8th イチエンウォーズ
「お会計8633円になりまーす」
店員さんがそう言うと、それを聞いた糸振さんが1万円札を取り出してトレーに置いた。
「一万円からですねー」
店員さんがお釣りとレシートを手渡す。これで支払いは完了だ。
――というか、高すぎない?どうやったらこんなにも高い値段になる?単純に四で割れば一人あたりだいたい2150円程になるが、オレはハンバーグセットしか頼んでいない。ということは、これほどまでに高くした要因は女子陣……?いやいや、そんなことを気にしたところで安くなるわけじゃない。それよりもお金を返さなきゃ。
オレたちは店外に出る。それからオレは糸振さんにお金を返すために財布を取り出し、料金を半分に割った4317円を手に出した。
「――
「あそこまで議論したんだもん。受け取らないなんてことはダメよね。ちゃんと頂くわ」
先に大きい方4000円から。それから小銭の317円を渡す。糸振さんは受け取った小銭を種類別に分け、しっかりと数を確認する。
「百円玉が三枚……十円玉が一枚……五円玉が一枚……一円玉が……二枚?」
糸振さんは怪訝そうな表情を浮かべる。その後ろで夏来と篦河は駐車場で謎の遊びをしている。その様子がなんとも言えぬ不可思議さを演出している。
「一円玉が一枚多いわ。裏見くんは一枚だけでいいの」
「――いえいえ。オレが後輩なんですから多く払いますよ」
不毛な争いなのは百も承知だ。しかし、夏来との戦いで負け癖が付いているオレにとっては、ここで譲る訳にはいかない。糸振さんとオレのバチバチ口論のゴングが鳴った。

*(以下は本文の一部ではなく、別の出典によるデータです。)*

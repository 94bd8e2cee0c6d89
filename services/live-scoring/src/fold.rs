//! The innings fold
//!
//! Every derived view of an innings is a pure fold over its delivery
//! sequence. [`InningsFold`] bundles the state machine with the scorecard and
//! analytics accumulators so live updates, replays and correction refolds all
//! run exactly the same code.

use cricket_types::delivery::Delivery;
use cricket_types::errors::ScoringError;
use cricket_types::innings::InningsMeta;
use serde::Serialize;
use sha2::{Digest, Sha256};

use crate::analytics::Analytics;
use crate::scorecard::Scorecard;
use crate::state_machine::{EndsCheck, InningsState, Placement, Sides, Transition};

#[derive(Debug, Clone, PartialEq, Eq, Serialize)]
pub struct InningsFold {
    pub state: InningsState,
    pub scorecard: Scorecard,
    pub analytics: Analytics,
}

impl InningsFold {
    /// Empty fold for a freshly opened innings.
    pub fn new(meta: &InningsMeta, sides: Sides, enforce_free_hit: bool) -> Self {
        Self {
            state: InningsState::new(meta, sides, enforce_free_hit),
            scorecard: Scorecard::new(),
            analytics: Analytics::new(),
        }
    }

    pub fn placement(&self) -> Placement {
        self.state.next_placement()
    }

    pub fn validate(&self, delivery: &Delivery, ends: EndsCheck) -> Result<(), ScoringError> {
        self.state.validate(delivery, ends)
    }

    /// Apply a validated delivery to every accumulator.
    pub fn apply(&mut self, delivery: &Delivery) -> Transition {
        let transition = self.state.apply(delivery);
        self.scorecard.apply(delivery, &transition);
        self.analytics.apply(delivery, &transition);
        transition
    }

    /// Re-place, validate and apply a stored delivery.
    ///
    /// Placement (over/ball labels, free-hit flag) is recomputed from the
    /// fold and written back, since an earlier correction may have shifted it.
    pub fn replay(&mut self, delivery: &mut Delivery, ends: EndsCheck) -> Result<Transition, ScoringError> {
        let placement = self.placement();
        delivery.over_number = placement.over_number;
        delivery.ball_in_over = placement.ball_in_over;
        delivery.is_free_hit = placement.is_free_hit;
        delivery.is_legal_delivery = delivery.outcome.is_legal();

        self.validate(delivery, ends)?;
        Ok(self.apply(delivery))
    }

    /// Deliveries folded so far.
    pub fn len(&self) -> usize {
        self.state.deliveries
    }

    pub fn is_empty(&self) -> bool {
        self.state.deliveries == 0
    }

    /// SHA-256 over the full fold state.
    ///
    /// Every accumulator is BTreeMap/Vec backed, so the serialized form and
    /// therefore the checksum are deterministic.
    pub fn checksum(&self) -> Result<String, serde_json::Error> {
        let mut hasher = Sha256::new();
        serde_json::to_writer(&mut hasher, self)?;
        Ok(format!("{:x}", hasher.finalize()))
    }
}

「そんなこと気にしないの。ここでは先輩後輩はなし。ただの遊び仲間だと思って」
「いいや、オレが払います。というか一円くらい受け取ってくださいよ。二人の出会いの記念だと思って」
「嫌よ。さっきも言ったけど、わたしはキミに貢ぎたいわけ。出会いの記念が貰った硬貨なんてムリ」
「逆にオレもここで受け取ったら完全にヒモってことになりそうなんでイヤですよ」
「ヒモになるならむしろ受け取ってよ」
「嫌です。それなら誰かにあげた方がいいです」
「――じゃあもう夏来ちゃんにあげちゃいましょうか」
「――そうしましょう」
口論は意外な形で決着した。確かに当事者間で争うのなら他人に丸投げしてしまった方が楽なこともある。オレたちは今回の争いはそれに該当すると判断したのだ。
夏来と篦河は駐車場の車を観察している。いつも通りのニコニコフェイスだ。
「うわー!この外車かっこいいですねー!こういうのをポンっとプレゼントできるくらいになればどんな人も養えそうですよねー!」
なんの話をしているんだ。まあそれでも楽しそうだしいいか。
オレは夏来に近づき、一円玉をプレゼントする。
「夏来。良かったらこれ貰ってくれ」
「えっ、葛さん良いんですか?これってつまり……そういうことですよね?」
「――どゆこと?」
……まさか、この小さな円形を見てなにかしらを思い浮かべたのだろうか……指輪、とか?
「もうっ!にぶいんですから!見ててくださいね!じゃあ、篦河さん、お願いします!」
夏来は篦河に一円玉を手渡し、二人は五メートルほど離れる。それから、夏来は中腰になり、篦河は野球の投手のような格好になった。篦河は大きく振りかぶって一円玉を――
投げた!一円は夏来の頭に直撃した!ちょっと痛そう!
「なにこれ」
オレは理解が追いついていなかった。もしかしたらオレは、別世界に迷い込んでしまったのかもしれない。
「直撃すると死にはしないだろうけど痛そうなものを貰う……!そんなの、こうしろって言ってるようなものじゃないですか〜!」
夏来は両頬に手を当てる乙女っぽいポーズを取りながら腰をクネクネさせた。
いやいや、訳がわからない。ここまでの夏来との時間の中で最も意味がわからない。
――いや、もしかしたらこれはなにかのメッセージなのかもしれない。直撃したら痛そうなものを貰ったらこうなる……ということは、思いっきり当たっても痛くないものが欲しいってことか!?ぬいぐるみとか、洋服とか!!なるほど、そういうことだったのか!?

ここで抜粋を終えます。